Le Littré de la Grand’Côte/3e éd., 1903/Arquebuse
ARQUEBUSE. — L’eau d’arquebuse de la Déserte était jadis célèbre pour les chutes, les contusions, les maux de tête, apoplexies, etc., etc. Il y en avait dans toutes les maisons. Assez agréable au goût, elle devait contenir, avec de l’arnica, quantité d’ingrédients. Elle se préparait à l’abbaye royale des Bénédictins de la Déserte, qui occupait l’emplacement actuel du Jardin des Plantes et de la place Sathonay.

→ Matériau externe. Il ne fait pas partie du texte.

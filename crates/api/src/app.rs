use anyhow::Context;
use axum::{
    middleware,
    routing::{get, post},
    Router,
};
use domain::repositories::{JobRepository, ReportRepository, TenantRepository};
use domain::services::{
    DashboardSource, DeliveryService, EmailTransport, FtpClient, JobTracker, ObjectStore,
    QuotaGuard, RenderBackend, RenderDispatcher, RenderKeyStore, ReportService, TenantService,
};
use persistence::{PgJobRepository, PgReportRepository, PgTenantRepository};
use sqlx::PgPool;
use std::sync::Arc;
use std::time::Duration;
use tower_http::{
    compression::CompressionLayer,
    cors::{Any, CorsLayer},
    timeout::TimeoutLayer,
    trace::TraceLayer,
};
use tracing::{info, warn};

use crate::config::Config;
use crate::middleware::{metrics_handler, metrics_middleware, trace_id};
use crate::routes::{health, jobs, render_keys, reports, tenants};
use crate::services::{
    EmailService, GrafanaDashboards, HttpRenderBackend, HttpTenantService, S3ObjectStore,
    StaticTenantService, TokioFtpClient, UnconfiguredTenantService,
};

#[derive(Clone)]
pub struct AppState {
    pub config: Arc<Config>,
    /// Absent when running on in-memory repositories.
    pub pool: Option<PgPool>,
    pub report_store: Arc<dyn ReportRepository>,
    pub reports: ReportService,
    pub quota: QuotaGuard,
    pub tracker: JobTracker,
    pub dispatcher: Arc<RenderDispatcher>,
}

/// Storage and collaborators the application state is assembled from.
pub struct Components {
    pub reports: Arc<dyn ReportRepository>,
    pub jobs: Arc<dyn JobRepository>,
    pub tenants: Arc<dyn TenantRepository>,
    pub tenant_service: Arc<dyn TenantService>,
    pub renderer: Option<Arc<dyn RenderBackend>>,
    pub email: Option<Arc<dyn EmailTransport>>,
    pub ftp: Option<Arc<dyn FtpClient>>,
    pub store: Option<Arc<dyn ObjectStore>>,
    pub dashboards: Option<Arc<dyn DashboardSource>>,
}

impl AppState {
    pub fn new(config: Config, pool: Option<PgPool>, parts: Components) -> Self {
        let config = Arc::new(config);

        let keys = Arc::new(RenderKeyStore::new(Duration::from_secs(
            config.renderer.render_key_ttl_secs,
        )));
        let dispatcher = Arc::new(RenderDispatcher::new(
            parts.renderer,
            keys,
            config.render_settings(),
        ));

        let quota = QuotaGuard::new(
            parts.tenants,
            parts.reports.clone(),
            parts.tenant_service,
            config.quota_defaults(),
        );
        let delivery = DeliveryService::new(
            parts.email,
            parts.ftp,
            parts.store,
            Duration::from_secs(config.storage.presign_ttl_secs),
        );
        let tracker = JobTracker::new(
            parts.reports.clone(),
            parts.jobs,
            dispatcher.clone(),
            delivery,
            parts.dashboards,
            config.tracker_settings(),
        );

        Self {
            reports: ReportService::new(parts.reports.clone(), quota.clone()),
            report_store: parts.reports,
            quota,
            tracker,
            dispatcher,
            pool,
            config,
        }
    }
}

fn tenant_service(config: &Config) -> anyhow::Result<Arc<dyn TenantService>> {
    let quota = &config.quota;
    if !quota.tenant_service_url.is_empty() {
        let client = HttpTenantService::new(
            &quota.tenant_service_url,
            Duration::from_secs(quota.tenant_service_timeout_secs),
        )
        .context("failed to build tenant service client")?;
        return Ok(Arc::new(client));
    }
    match &quota.default_subscription {
        Some(subscription) => {
            info!(subscription = %subscription, "No tenant service configured, using default subscription");
            Ok(Arc::new(StaticTenantService::new(subscription.clone())))
        }
        None => {
            warn!("No tenant service configured; report creation will fail until quotas are set");
            Ok(Arc::new(UnconfiguredTenantService))
        }
    }
}

/// Wire Postgres repositories and the network collaborators named in `config`.
pub fn create_state(config: Config, pool: PgPool) -> anyhow::Result<AppState> {
    let renderer: Option<Arc<dyn RenderBackend>> = if config.renderer.url.is_empty() {
        warn!("No rendering backend configured; renders will be rejected");
        None
    } else {
        Some(Arc::new(
            HttpRenderBackend::new(&config.renderer.url)
                .context("failed to build renderer client")?,
        ))
    };

    let store: Option<Arc<dyn ObjectStore>> = if config.storage.is_configured() {
        Some(Arc::new(
            S3ObjectStore::new(&config.storage).context("failed to build object store client")?,
        ))
    } else {
        None
    };

    let dashboards: Option<Arc<dyn DashboardSource>> = if config.grafana.url.is_empty() {
        None
    } else {
        Some(Arc::new(
            GrafanaDashboards::new(&config.grafana.url, &config.grafana.api_token)
                .context("failed to build dashboard client")?,
        ))
    };

    let email: Option<Arc<dyn EmailTransport>> = if config.email.enabled {
        Some(Arc::new(
            EmailService::new(config.email.clone()).context("failed to build email client")?,
        ))
    } else {
        None
    };

    let components = Components {
        reports: Arc::new(PgReportRepository::new(pool.clone())),
        jobs: Arc::new(PgJobRepository::new(pool.clone())),
        tenants: Arc::new(PgTenantRepository::new(pool.clone())),
        tenant_service: tenant_service(&config)?,
        renderer,
        email,
        ftp: Some(Arc::new(TokioFtpClient::default())),
        store,
        dashboards,
    };

    Ok(AppState::new(config, Some(pool), components))
}

pub fn create_app(state: AppState) -> Router {
    let request_timeout = Duration::from_secs(state.config.server.request_timeout_secs);

    // Caller identity comes from the auth proxy headers; see `Caller`.
    let report_routes = Router::new()
        .route(
            "/api/v1/reports",
            post(reports::create_report)
                .get(reports::list_reports)
                .delete(reports::delete_reports),
        )
        .route("/api/v1/reports/enable", post(reports::enable_reports))
        .route("/api/v1/reports/disable", post(reports::disable_reports))
        .route(
            "/api/v1/reports/dashboards",
            get(reports::reports_by_dashboards),
        )
        .route(
            "/api/v1/reports/:id",
            get(reports::get_report).put(reports::update_report),
        )
        .route("/api/v1/reports/:id/run", post(reports::run_report))
        .route(
            "/api/v1/reports/:id/jobs",
            post(jobs::run_job).get(jobs::list_jobs),
        )
        .route(
            "/api/v1/jobs/:id",
            get(jobs::get_job).delete(jobs::delete_job),
        )
        .route("/api/v1/jobs/:id/download", get(jobs::download_job));

    let admin_routes = Router::new()
        .route(
            "/api/v1/admin/tenants/:org_id/quota",
            axum::routing::put(tenants::update_quota),
        )
        .route(
            "/api/v1/admin/tenants/:org_id",
            axum::routing::delete(tenants::offboard_tenant),
        );

    // Used by the rendering backend to resolve the key it was handed.
    let render_routes =
        Router::new().route("/api/v1/render/keys/:key", get(render_keys::lookup_key));

    let public_routes = Router::new()
        .route("/api/health", get(health::health_check))
        .route("/api/health/live", get(health::live))
        .route("/metrics", get(metrics_handler));

    let cors = CorsLayer::new()
        .allow_origin(Any)
        .allow_methods(Any)
        .allow_headers(Any);

    Router::new()
        .merge(public_routes)
        .merge(report_routes)
        .merge(admin_routes)
        .merge(render_routes)
        // Global middleware (order matters: bottom layers run first)
        .layer(CompressionLayer::new())
        .layer(TimeoutLayer::new(request_timeout))
        .layer(middleware::from_fn(metrics_middleware))
        .layer(TraceLayer::new_for_http())
        .layer(middleware::from_fn(trace_id))
        .layer(cors)
        .with_state(state)
}
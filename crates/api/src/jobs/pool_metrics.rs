//! Periodic connection pool gauges.

use sqlx::PgPool;

use super::scheduler::{Job, JobFrequency};

pub struct PoolMetricsJob {
    pool: PgPool,
}

impl PoolMetricsJob {
    pub fn new(pool: PgPool) -> Self {
        Self { pool }
    }
}

#[async_trait::async_trait]
impl Job for PoolMetricsJob {
    fn name(&self) -> &'static str {
        "pool_metrics"
    }

    fn frequency(&self) -> JobFrequency {
        JobFrequency::Seconds(10)
    }

    async fn execute(&self) -> Result<(), String> {
        persistence::metrics::record_pool_metrics(&self.pool);
        Ok(())
    }
}
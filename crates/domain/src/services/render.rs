//! Render dispatch with fail-fast admission control.
//!
//! The dispatcher owns the in-flight counter. A call arriving while the
//! counter is at the caller's concurrency limit is not queued: it returns an
//! over-capacity placeholder immediately and the backend is never contacted.
//! The read-then-increment is not atomic as a whole, so the limit is a soft
//! cap under bursts.

use std::collections::HashMap;
use std::path::{Path, PathBuf};
use std::sync::atomic::{AtomicUsize, Ordering};
use std::sync::{Arc, Mutex, PoisonError};
use std::time::{Duration, Instant};

use async_trait::async_trait;
use tracing::{debug, info, warn};

use crate::error::RenderError;
use crate::models::{Orientation, ReportFormat, ReportLayout, Theme, TimeRange};

/// Header carrying the render key on requests to the backend.
pub const RENDER_KEY_HEADER: &str = "X-Render-Key";

/// Why a placeholder was returned instead of a rendered artifact.
#[derive(Debug, Clone, Copy, PartialEq, Eq)]
pub enum PlaceholderReason {
    /// No rendering backend configured.
    Unavailable,
    /// Concurrency limit reached.
    OverCapacity,
}

impl PlaceholderReason {
    pub fn as_str(&self) -> &'static str {
        match self {
            PlaceholderReason::Unavailable => "unavailable",
            PlaceholderReason::OverCapacity => "over_capacity",
        }
    }
}
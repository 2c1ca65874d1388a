//! Database metrics: query latency and pool occupancy.

use metrics::{gauge, histogram};
use sqlx::PgPool;
use std::time::Instant;

/// Record how long a named query took.
pub fn record_query_duration(query_name: &'static str, duration_secs: f64) {
    histogram!("database_query_duration_seconds", "query" => query_name).record(duration_secs);
}

/// Publish connection pool gauges. Called periodically by a background job.
pub fn record_pool_metrics(pool: &PgPool) {
    let size = pool.size() as usize;
    let idle = pool.num_idle();

    gauge!("database_connections_active").set(size.saturating_sub(idle) as f64);
    gauge!("database_connections_idle").set(idle as f64);
    gauge!("database_connections_total").set(size as f64);
}

/// Times one repository query.
///
/// ```ignore
/// let timer = QueryTimer::new("find_report_by_id");
/// let row = sqlx::query_as::<_, ReportEntity>(&sql).fetch_optional(&pool).await?;
/// timer.record();
/// ```
pub struct QueryTimer {
    query_name: &'static str,
    start: Instant,
}

impl QueryTimer {
    pub fn new(query_name: &'static str) -> Self {
        Self {
            query_name,
            start: Instant::now(),
        }
    }

    pub fn record(self) {
        record_query_duration(self.query_name, self.start.elapsed().as_secs_f64());
    }
}
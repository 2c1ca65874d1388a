//! Domain layer of the report scheduler.
//!
//! This crate contains:
//! - Domain models (ReportDefinition, JobExecution, TenantQuota)
//! - Repository traits with in-memory implementations
//! - Business logic services (scheduling, quotas, rendering, delivery, job tracking)
//! - Domain error types

pub mod error;
pub mod models;
pub mod repositories;
pub mod services;

pub use error::{
    CollaboratorError, DeliveryError, RenderError, ReportError, RepositoryError, ScheduleError,
};
//! Database entity definitions.
//!
//! Entities are direct mappings to database rows.

pub mod job;
pub mod report;
pub mod tenant;

pub use job::{JobEntity, JobStatusEntity};
pub use report::{ReportEntity, REPORT_COLUMNS};
pub use tenant::TenantEntity;
//! Common validation utilities.

use lazy_static::lazy_static;
use regex::Regex;
use validator::ValidationError;

/// Maximum number of recipients on a single report email.
pub const MAX_RECIPIENTS: usize = 50;

lazy_static! {
    static ref EMAIL_REGEX: Regex =
        Regex::new(r"^[A-Za-z0-9._%+\-]+@[A-Za-z0-9.\-]+\.[A-Za-z]{2,}$").unwrap();
    static ref CRON_FIELD_REGEX: Regex = Regex::new(r"^[0-9A-Za-z*/,\-?LW#]+$").unwrap();
}

/// Validates a single email address.
pub fn validate_email(address: &str) -> Result<(), ValidationError> {
    if EMAIL_REGEX.is_match(address.trim()) {
        Ok(())
    } else {
        let mut err = ValidationError::new("email_invalid");
        err.message = Some(format!("Invalid email address: {}", address).into());
        Err(err)
    }
}

/// Validates a recipient list: non-empty, bounded, every entry an email.
pub fn validate_recipients(recipients: &[String]) -> Result<(), ValidationError> {
    if recipients.is_empty() {
        let mut err = ValidationError::new("recipients_empty");
        err.message = Some("At least one recipient is required".into());
        return Err(err);
    }
    if recipients.len() > MAX_RECIPIENTS {
        let mut err = ValidationError::new("recipients_too_many");
        err.message = Some(format!("At most {} recipients are allowed", MAX_RECIPIENTS).into());
        return Err(err);
    }
    recipients.iter().try_for_each(|r| validate_email(r))
}

/// Validates that a timezone is a known IANA name.
pub fn validate_timezone(name: &str) -> Result<(), ValidationError> {
    if name.parse::<chrono_tz::Tz>().is_ok() {
        Ok(())
    } else {
        let mut err = ValidationError::new("timezone_unknown");
        err.message = Some(format!("Unknown timezone: {}", name).into());
        Err(err)
    }
}

/// Shallow shape check for a 5-field cron expression.
///
/// Full parsing happens when the next run time is computed; this only rejects
/// obviously malformed input early with a field-level message.
pub fn validate_cron_shape(expr: &str) -> Result<(), ValidationError> {
    let fields: Vec<&str> = expr.split_whitespace().collect();
    if fields.len() != 5 || !fields.iter().all(|f| CRON_FIELD_REGEX.is_match(f)) {
        let mut err = ValidationError::new("cron_invalid");
        err.message = Some("Cron expression must have 5 fields: min hour dom month dow".into());
        return Err(err);
    }
    Ok(())
}

/// Validates a remote directory path used for FTP delivery.
pub fn validate_remote_dir(dir: &str) -> Result<(), ValidationError> {
    if dir.split('/').any(|segment| segment == "..") {
        let mut err = ValidationError::new("remote_dir_traversal");
        err.message = Some("Remote directory must not contain '..'".into());
        return Err(err);
    }
    Ok(())
}

#[cfg(test)]
mod tests {
    use super::*;

    #[test]
    fn test_validate_email() {
        assert!(validate_email("ops@example.com").is_ok());
        assert!(validate_email(" ops.team+reports@example.co.uk ").is_ok());
        assert!(validate_email("not-an-email").is_err());
        assert!(validate_email("a@b").is_err());
    }

    #[test]
    fn test_validate_recipients() {
        assert!(validate_recipients(&["a@example.com".to_string()]).is_ok());
        assert!(validate_recipients(&[]).is_err());

        let err = validate_recipients(&["a@example.com".into(), "broken".into()]).unwrap_err();
        assert_eq!(err.code, "email_invalid");

        let many: Vec<String> = (0..=MAX_RECIPIENTS)
            .map(|i| format!("u{}@example.com", i))
            .collect();
        assert_eq!(
            validate_recipients(&many).unwrap_err().code,
            "recipients_too_many"
        );
    }

    #[test]
    fn test_validate_timezone() {
        assert!(validate_timezone("America/New_York").is_ok());
        assert!(validate_timezone("UTC").is_ok());
        assert!(validate_timezone("Mars/Olympus_Mons").is_err());
    }

    #[test]
    fn test_validate_cron_shape() {
        assert!(validate_cron_shape("0 9 * * 1").is_ok());
        assert!(validate_cron_shape("*/15 8-18 * * MON-FRI").is_ok());
        assert!(validate_cron_shape("0 9 * *").is_err());
        assert!(validate_cron_shape("0 0 9 * * 1").is_err());
        assert!(validate_cron_shape("0 9 * * $").is_err());
    }

    #[test]
    fn test_validate_remote_dir() {
        assert!(validate_remote_dir("/reports/weekly").is_ok());
        assert!(validate_remote_dir("reports/../etc").is_err());
    }
}
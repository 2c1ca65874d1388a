//! Cron evaluation in a named timezone.

use chrono::{DateTime, Utc};
use chrono_tz::Tz;
use croner::Cron;

use crate::error::ScheduleError;
use crate::models::Schedule;

/// Parse an IANA timezone name.
pub fn parse_timezone(name: &str) -> Result<Tz, ScheduleError> {
    name.parse::<Tz>()
        .map_err(|_| ScheduleError::InvalidTimezone(name.to_string()))
}

/// Parse a 5-field cron expression (minute hour day-of-month month day-of-week).
pub fn parse_cron(expr: &str) -> Result<Cron, ScheduleError> {
    Cron::new(expr.trim())
        .parse()
        .map_err(|e| ScheduleError::InvalidCronExpression {
            expr: expr.to_string(),
            reason: e.to_string(),
        })
}

/// Next fire time strictly after `now`, evaluated in `timezone` and returned in UTC.
///
/// Pure: identical inputs always give identical output.
pub fn next_run_at(
    cron: &str,
    timezone: &str,
    now: DateTime<Utc>,
) -> Result<DateTime<Utc>, ScheduleError> {
    let tz = parse_timezone(timezone)?;
    let schedule = parse_cron(cron)?;
    let local_now = now.with_timezone(&tz);

    let next = schedule
        .find_next_occurrence(&local_now, false)
        .map_err(|e| ScheduleError::InvalidCronExpression {
            expr: cron.to_string(),
            reason: e.to_string(),
        })?;

    Ok(next.with_timezone(&Utc))
}

/// Convenience wrapper over [`next_run_at`] for a stored schedule.
pub fn next_run_for(schedule: &Schedule, now: DateTime<Utc>) -> Result<DateTime<Utc>, ScheduleError> {
    next_run_at(&schedule.cron, &schedule.timezone, now)
}

#[cfg(test)]
mod tests {
    use super::*;
    use chrono::{Datelike, Duration, TimeZone, Timelike, Weekday};

    #[test]
    fn test_weekly_monday_new_york() {
        // Wednesday 2024-03-06 12:00 UTC.
        let now = Utc.with_ymd_and_hms(2024, 3, 6, 12, 0, 0).unwrap();
        let next = next_run_at("0 9 * * 1", "America/New_York", now).unwrap();

        // Monday 2024-03-11 09:00 EDT (DST started 2024-03-10) is 13:00 UTC.
        assert_eq!(next, Utc.with_ymd_and_hms(2024, 3, 11, 13, 0, 0).unwrap());

        let local = next.with_timezone(&chrono_tz::America::New_York);
        assert_eq!(local.weekday(), Weekday::Mon);
        assert_eq!(local.hour(), 9);
    }

    #[test]
    fn test_weekly_monday_new_york_standard_time() {
        let now = Utc.with_ymd_and_hms(2024, 1, 3, 12, 0, 0).unwrap();
        let next = next_run_at("0 9 * * 1", "America/New_York", now).unwrap();
        // EST is UTC-5.
        assert_eq!(next, Utc.with_ymd_and_hms(2024, 1, 8, 14, 0, 0).unwrap());
    }

    #[test]
    fn test_next_run_is_strictly_after_now() {
        // Exactly on a fire time: the same instant must not be returned.
        let now = Utc.with_ymd_and_hms(2024, 5, 1, 10, 0, 0).unwrap();
        let next = next_run_at("0 10 * * *", "UTC", now).unwrap();
        assert_eq!(next, Utc.with_ymd_and_hms(2024, 5, 2, 10, 0, 0).unwrap());

        for expr in ["* * * * *", "*/5 * * * *", "30 2 1 * *", "0 0 * * 0"] {
            for tz in ["UTC", "Europe/Berlin", "Asia/Kolkata", "America/Los_Angeles"] {
                let next = next_run_at(expr, tz, now).unwrap();
                assert!(next > now, "{} in {} gave {}", expr, tz, next);
            }
        }
    }

    #[test]
    fn test_next_run_is_deterministic() {
        let now = Utc::now();
        let a = next_run_at("15 6 * * 1-5", "Europe/Paris", now).unwrap();
        let b = next_run_at("15 6 * * 1-5", "Europe/Paris", now).unwrap();
        assert_eq!(a, b);
        assert!(a - now <= Duration::days(4));
    }

    #[test]
    fn test_invalid_timezone() {
        let err = next_run_at("0 9 * * 1", "Mars/Base", Utc::now()).unwrap_err();
        assert_eq!(err, ScheduleError::InvalidTimezone("Mars/Base".into()));
    }

    #[test]
    fn test_invalid_cron_expression() {
        for expr in ["not a cron", "61 * * * *", "* * * *", ""] {
            let err = next_run_at(expr, "UTC", Utc::now()).unwrap_err();
            assert!(
                matches!(err, ScheduleError::InvalidCronExpression { .. }),
                "{} should be rejected",
                expr
            );
        }
    }

    #[test]
    fn test_timezone_checked_before_cron() {
        let err = next_run_at("garbage", "Nowhere/Town", Utc::now()).unwrap_err();
        assert!(matches!(err, ScheduleError::InvalidTimezone(_)));
    }
}
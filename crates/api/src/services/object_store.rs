//! S3-compatible object storage on `rust-s3`.
//!
//! Path-style addressing for MinIO and friends. Exact-version downloads need
//! a bucket with versioning enabled.

use std::collections::HashMap;
use std::time::Duration;

use async_trait::async_trait;
use domain::services::ObjectStore;
use domain::DeliveryError;
use reqwest::{header, Client, StatusCode, Url};
use s3::creds::Credentials;
use s3::error::S3Error;
use s3::{Bucket, Region};
use thiserror::Error;
use tracing::{debug, warn};

use crate::config::StorageConfig;

const VERSION_HEADER: &str = "x-amz-version-id";

/// Longest expiry S3 accepts for a presigned URL.
const MAX_PRESIGN_SECS: u64 = 604_800;

/// Expiry of the presigned URL behind a version check.
const CHECK_EXPIRY_SECS: u32 = 60;

#[derive(Debug, Error)]
pub enum ObjectStoreError {
    #[error("Invalid storage endpoint: {0}")]
    InvalidEndpoint(String),

    #[error("Invalid storage credentials: {0}")]
    Credentials(String),

    #[error("Storage client error: {0}")]
    Client(S3Error),

    #[error("Storage request failed: {0}")]
    Request(#[from] reqwest::Error),

    #[error("Storage returned {status}: {body}")]
    Status { status: u16, body: String },
}

impl From<S3Error> for ObjectStoreError {
    fn from(err: S3Error) -> Self {
        match err {
            S3Error::HttpFailWithBody(status, body) => ObjectStoreError::Status { status, body },
            other => ObjectStoreError::Client(other),
        }
    }
}

impl From<ObjectStoreError> for DeliveryError {
    fn from(err: ObjectStoreError) -> Self {
        DeliveryError::Storage(err.to_string())
    }
}

/// Version id from PUT response headers.
fn version_from(headers: &HashMap<String, String>) -> Option<String> {
    headers
        .iter()
        .find(|(name, _)| name.eq_ignore_ascii_case(VERSION_HEADER))
        .map(|(_, value)| value.clone())
        .filter(|value| !value.is_empty())
}

/// Archive bucket on an S3-compatible store.
pub struct S3ObjectStore {
    bucket: Box<Bucket>,
    /// Issues the ranged GET behind version checks.
    client: Client,
}

impl S3ObjectStore {
    pub fn new(config: &StorageConfig) -> Result<Self, ObjectStoreError> {
        let endpoint = config.endpoint.trim_end_matches('/').to_string();
        let url = Url::parse(&endpoint)
            .map_err(|e| ObjectStoreError::InvalidEndpoint(format!("{}: {}", endpoint, e)))?;
        if url.host_str().is_none() {
            return Err(ObjectStoreError::InvalidEndpoint(format!(
                "{} has no host",
                endpoint
            )));
        }

        let credentials = Credentials::new(
            Some(config.access_key.as_str()),
            Some(config.secret_key.as_str()),
            None,
            None,
            None,
        )
        .map_err(|e| ObjectStoreError::Credentials(e.to_string()))?;

        let region = Region::Custom {
            region: config.region.clone(),
            endpoint,
        };
        let mut bucket = Bucket::new(&config.bucket, region, credentials)?;
        bucket.set_path_style();

        Ok(Self {
            bucket,
            client: Client::builder().timeout(Duration::from_secs(60)).build()?,
        })
    }

    /// Presigned GET for one object version.
    async fn version_url(
        &self,
        key: &str,
        version: &str,
        expiry_secs: u32,
    ) -> Result<String, ObjectStoreError> {
        let mut queries = HashMap::new();
        queries.insert("versionId".to_string(), version.to_string());
        Ok(self
            .bucket
            .presign_get(key, expiry_secs, Some(queries))
            .await?)
    }

    async fn put_object(
        &self,
        key: &str,
        data: &[u8],
        content_type: &str,
    ) -> Result<String, ObjectStoreError> {
        let response = self
            .bucket
            .put_object_with_content_type(key, data, content_type)
            .await?;

        let status = response.status_code();
        if !(200..300).contains(&status) {
            return Err(ObjectStoreError::Status {
                status,
                body: String::from_utf8_lossy(response.as_slice()).into_owned(),
            });
        }

        match version_from(&response.headers()) {
            Some(version) => Ok(version),
            None => {
                // Unversioned buckets report the "null" version.
                warn!(bucket = %self.bucket.name(), key, "Bucket returned no version id");
                Ok("null".to_string())
            }
        }
    }

    /// `HeadObject` in `rust-s3` has no version parameter, so the check reads
    /// the first byte of the exact version through a presigned URL.
    async fn version_exists(&self, key: &str, version: &str) -> Result<bool, ObjectStoreError> {
        let url = self.version_url(key, version, CHECK_EXPIRY_SECS).await?;
        let response = self
            .client
            .get(url)
            .header(header::RANGE, "bytes=0-0")
            .send()
            .await?;

        match response.status() {
            status if status.is_success() => Ok(true),
            // Zero-length object.
            StatusCode::RANGE_NOT_SATISFIABLE => Ok(true),
            StatusCode::NOT_FOUND | StatusCode::BAD_REQUEST => Ok(false),
            status => Err(ObjectStoreError::Status {
                status: status.as_u16(),
                body: response.text().await.unwrap_or_default(),
            }),
        }
    }
}

#[async_trait]
impl ObjectStore for S3ObjectStore {
    async fn put(
        &self,
        key: &str,
        data: Vec<u8>,
        content_type: &str,
    ) -> Result<String, DeliveryError> {
        let version = self.put_object(key, &data, content_type).await?;
        debug!(
            bucket = %self.bucket.name(),
            key,
            size = data.len(),
            version = %version,
            "Stored object"
        );
        Ok(version)
    }

    async fn exists(&self, key: &str, version: &str) -> Result<bool, DeliveryError> {
        Ok(self.version_exists(key, version).await?)
    }

    async fn presign_get(
        &self,
        key: &str,
        version: &str,
        ttl: Duration,
    ) -> Result<String, DeliveryError> {
        let expiry = ttl.as_secs().clamp(1, MAX_PRESIGN_SECS) as u32;
        Ok(self.version_url(key, version, expiry).await?)
    }
}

Dans mon enfance, on disait toujours aller à la Déserte pour « aller à la place Sathonay ». Ma grand’mère maternelle avait été l’amie de la dernière abbesse, Mme de Montjouvent, qui après la Révolution, réduite à une grande gêne, lui vendit un très beau reliquaire du xviie siècle, que nous possédons encore et qui contient une quantité extraordinaire de reliques. Mme de Montjouvent, restée d’humeur fort gaie, en dépit de l’adversité, s’était retirée dans un humble logement, avec sa fidèle Julie, sa femme de chambre au temps de l’abbaye, et son perroquet. Ce perroquet avait été élevé dans les grandes traditions. Quand Mme de Montjouvent entrait, il scandait lentement, avec des inflexions de théâtre, un : « Bon-jour, Ma-da-me l’Ab-besse ! » Quand c’était Julie, il n’y mettait pas tant de façons, et se bornait à lui dire d’un ton bref : « Julie, baise mon c.. ! »
La recette de l’eau d’arquebuse était, dans mon enfance, conservée par les dames Garcin, deux vieilles, qui avaient été au couvent. À leur mort elles Ia léguèrent à la fabrique de Saint-Louis (aujourd’hui Saint-Vincent), qui, à son tour, l’a cédée à un pharmacien de la place de la Miséricorde.